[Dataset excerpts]
//! Calls to third-party APIs
//!
//! [`RequestSpec`] describes a call, a [`Transport`] performs one attempt and
//! [`UpstreamClient`] adds timeout, retry and backoff on top.

mod client;
mod error;
mod request;
mod retry;
mod transport;

pub use client::UpstreamClient;
pub use error::UpstreamError;
pub use request::{Method, RequestSpec};
pub use retry::{Backoff, RetryPolicy};
pub use transport::{HttpTransport, Transport};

**Required work:** Reproduce the entries above exactly, every line included.

**Solution for this problem:**
//! Calls to third-party APIs
//!
//! [`RequestSpec`] describes a call, a [`Transport`] performs one attempt and
//! [`UpstreamClient`] adds timeout, retry and backoff on top.

mod client;
mod error;
mod request;
mod retry;
mod transport;

pub use client::UpstreamClient;
pub use error::UpstreamError;
pub use request::{Method, RequestSpec};
pub use retry::{Backoff, RetryPolicy};
pub use transport::{HttpTransport, Transport};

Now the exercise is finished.